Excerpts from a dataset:
━━━━━━━━

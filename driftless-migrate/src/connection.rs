//! The SQL execution capability consumed by the engine.
//!
//! The engine never opens connections itself. Callers hand it a
//! [`SqlExecutor`] bound to a single connection; adapters exist for SQLite
//! and PostgreSQL, other drivers only need to implement the trait.

use std::path::PathBuf;

use async_trait::async_trait;
use chrono::{DateTime, Utc};
use driftless_model::same_ident;
use serde_json::Value;

use crate::error::MigrateResult;

/// A bind parameter.
#[derive(Debug, Clone, PartialEq)]
pub enum SqlParam {
    /// Text value.
    Text(String),
    /// Integer value.
    Int(i64),
    /// Boolean value.
    Bool(bool),
    /// UTC timestamp.
    Timestamp(DateTime<Utc>),
    /// SQL NULL.
    Null,
}

impl From<&str> for SqlParam {
    fn from(value: &str) -> Self {
        Self::Text(value.to_string())
    }
}

impl From<String> for SqlParam {
    fn from(value: String) -> Self {
        Self::Text(value)
    }
}

impl From<i64> for SqlParam {
    fn from(value: i64) -> Self {
        Self::Int(value)
    }
}

impl From<bool> for SqlParam {
    fn from(value: bool) -> Self {
        Self::Bool(value)
    }
}

impl From<DateTime<Utc>> for SqlParam {
    fn from(value: DateTime<Utc>) -> Self {
        Self::Timestamp(value)
    }
}

impl<T: Into<SqlParam>> From<Option<T>> for SqlParam {
    fn from(value: Option<T>) -> Self {
        value.map_or(Self::Null, Into::into)
    }
}

/// A result row: column names in select order mapped to JSON values.
///
/// Lookups are case-insensitive since catalogs disagree on the case of
/// the column names they report.
#[derive(Debug, Clone, Default, PartialEq)]
pub struct Row {
    columns: Vec<(String, Value)>,
}

impl Row {
    /// Create an empty row.
    pub fn new() -> Self {
        Self::default()
    }

    /// Append a column.
    pub fn with(mut self, name: impl Into<String>, value: impl Into<Value>) -> Self {
        self.columns.push((name.into(), value.into()));
        self
    }

    /// Append a column in place.
    pub fn push(&mut self, name: impl Into<String>, value: Value) {
        self.columns.push((name.into(), value));
    }

    /// Number of columns.
    pub fn len(&self) -> usize {
        self.columns.len()
    }

    /// Whether the row has no columns.
    pub fn is_empty(&self) -> bool {
        self.columns.is_empty()
    }

    /// Raw value of a column. NULL is reported as `None`.
    pub fn get(&self, name: &str) -> Option<&Value> {
        self.columns
            .iter()
            .find(|(column, _)| same_ident(column, name))
            .map(|(_, value)| value)
            .filter(|value| !value.is_null())
    }

    /// Value of the first column.
    pub fn first(&self) -> Option<&Value> {
        self.columns.first().map(|(_, value)| value)
    }

    /// Column as a string. Numbers and booleans are rendered.
    pub fn get_string(&self, name: &str) -> Option<String> {
        match self.get(name)? {
            Value::String(s) => Some(s.clone()),
            Value::Number(n) => Some(n.to_string()),
            Value::Bool(b) => Some(b.to_string()),
            _ => None,
        }
    }

    /// Column as an integer. Numeric strings are parsed.
    pub fn get_i64(&self, name: &str) -> Option<i64> {
        value_as_i64(self.get(name)?)
    }

    /// Column as a boolean. Accepts `1`/`0`, `YES`/`NO` and `true`/`false`.
    pub fn get_bool(&self, name: &str) -> Option<bool> {
        match self.get(name)? {
            Value::Bool(b) => Some(*b),
            Value::Number(n) => n.as_i64().map(|n| n != 0),
            Value::String(s) => match s.trim().to_ascii_lowercase().as_str() {
                "yes" | "y" | "true" | "t" | "1" => Some(true),
                "no" | "n" | "false" | "f" | "0" => Some(false),
                _ => None,
            },
            _ => None,
        }
    }
}

impl From<serde_json::Map<String, Value>> for Row {
    fn from(map: serde_json::Map<String, Value>) -> Self {
        Self {
            columns: map.into_iter().collect(),
        }
    }
}

impl FromIterator<(String, Value)> for Row {
    fn from_iter<I: IntoIterator<Item = (String, Value)>>(iter: I) -> Self {
        Self {
            columns: iter.into_iter().collect(),
        }
    }
}

fn value_as_i64(value: &Value) -> Option<i64> {
    match value {
        Value::Number(n) => n
            .as_i64()
            .or_else(|| n.as_u64().and_then(|n| i64::try_from(n).ok()))
            .or_else(|| n.as_f64().map(|f| f as i64)),
        Value::String(s) => s.trim().parse().ok(),
        Value::Bool(b) => Some(i64::from(*b)),
        _ => None,
    }
}

/// SQL execution capability bound to one connection.
///
/// Transactions are connection state: `begin` opens one on the bound
/// connection and every later call runs inside it until `commit` or
/// `rollback`.
#[async_trait]
pub trait SqlExecutor: Send + Sync {
    /// Provider identity, used to resolve the dialect.
    fn provider(&self) -> &str;

    /// Stable identity of the target database (URL without credentials,
    /// file path, ...). Keys the advisory lock.
    fn database_identity(&self) -> String;

    /// Path of the database file, for file-backed databases.
    fn database_file(&self) -> Option<PathBuf> {
        None
    }

    /// Execute a statement, returning the affected row count.
    async fn execute(&self, sql: &str, params: &[SqlParam]) -> MigrateResult<u64>;

    /// Run a query and collect its rows.
    async fn query(&self, sql: &str, params: &[SqlParam]) -> MigrateResult<Vec<Row>>;

    /// Open a transaction.
    async fn begin(&self) -> MigrateResult<()>;

    /// Commit the open transaction.
    async fn commit(&self) -> MigrateResult<()>;

    /// Roll back the open transaction.
    async fn rollback(&self) -> MigrateResult<()>;

    /// Pre-flight connectivity check.
    async fn ping(&self) -> MigrateResult<()> {
        self.query("SELECT 1", &[]).await.map(|_| ())
    }
}

#[cfg(test)]
mod tests {
    use super::*;
    use serde_json::json;

    #[test]
    fn test_row_accessors_case_insensitive() {
        let row = Row::new()
            .with("COLUMN_NAME", "Total")
            .with("numeric_precision", json!(10))
            .with("IS_NULLABLE", "YES")
            .with("pk", json!(0))
            .with("max_length", json!("255"))
            .with("extra", Value::Null);

        assert_eq!(row.get_string("column_name").as_deref(), Some("Total"));
        assert_eq!(row.get_i64("NUMERIC_PRECISION"), Some(10));
        assert_eq!(row.get_i64("max_length"), Some(255));
        assert_eq!(row.get_bool("is_nullable"), Some(true));
        assert_eq!(row.get_bool("pk"), Some(false));
        assert_eq!(row.get("extra"), None);
        assert_eq!(row.get("missing"), None);
        assert_eq!(row.len(), 6);
    }

    #[test]
    fn test_param_conversions() {
        assert_eq!(SqlParam::from("x"), SqlParam::Text("x".into()));
        assert_eq!(SqlParam::from(Some(5_i64)), SqlParam::Int(5));
        assert_eq!(SqlParam::from(None::<String>), SqlParam::Null);
    }
}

━━━━━━━━

* _Exercise_
The lines above may hold the string "match". Say how many do, and give only that number.

* _Solution to the exercise_
4